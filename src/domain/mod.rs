//! Exchange-agnostic domain types for the betting core.
//!
//! Everything here is plain data plus invariant checks; persistence lives
//! in [`crate::store`] and behavior in [`crate::service`] and
//! [`crate::settlement`].

pub mod catalog;
pub mod custom;
pub mod error;
pub mod fixture;
pub mod odds;
pub mod outcome;
pub mod team;
pub mod user;
pub mod wager;

pub use catalog::{OddsCategory, OddsTemplate};
pub use custom::{
    CustomBet, CustomBetResult, CustomBetStatus, Proposal, ProposalStatus, ReviewAction,
};
pub use error::DomainError;
pub use fixture::{Fixture, FixtureStatus};
pub use odds::{validate_price, OddsInstance, OddsRevision, MIN_PRICE};
pub use outcome::{FixtureOutcome, Winner};
pub use team::{Player, Team};
pub use user::User;
pub use wager::{Wager, WagerStatus, WagerTarget};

□ □ □ □

- Exercise directions: Word for word, return the lines from the one holding "pub mod outcome;" through the end of the entries above.

- Task answer:
pub mod outcome;
pub mod team;
pub mod user;
pub mod wager;

pub use catalog::{OddsCategory, OddsTemplate};
pub use custom::{
    CustomBet, CustomBetResult, CustomBetStatus, Proposal, ProposalStatus, ReviewAction,
};
pub use error::DomainError;
pub use fixture::{Fixture, FixtureStatus};
pub use odds::{validate_price, OddsInstance, OddsRevision, MIN_PRICE};
pub use outcome::{FixtureOutcome, Winner};
pub use team::{Player, Team};
pub use user::User;
pub use wager::{Wager, WagerStatus, WagerTarget};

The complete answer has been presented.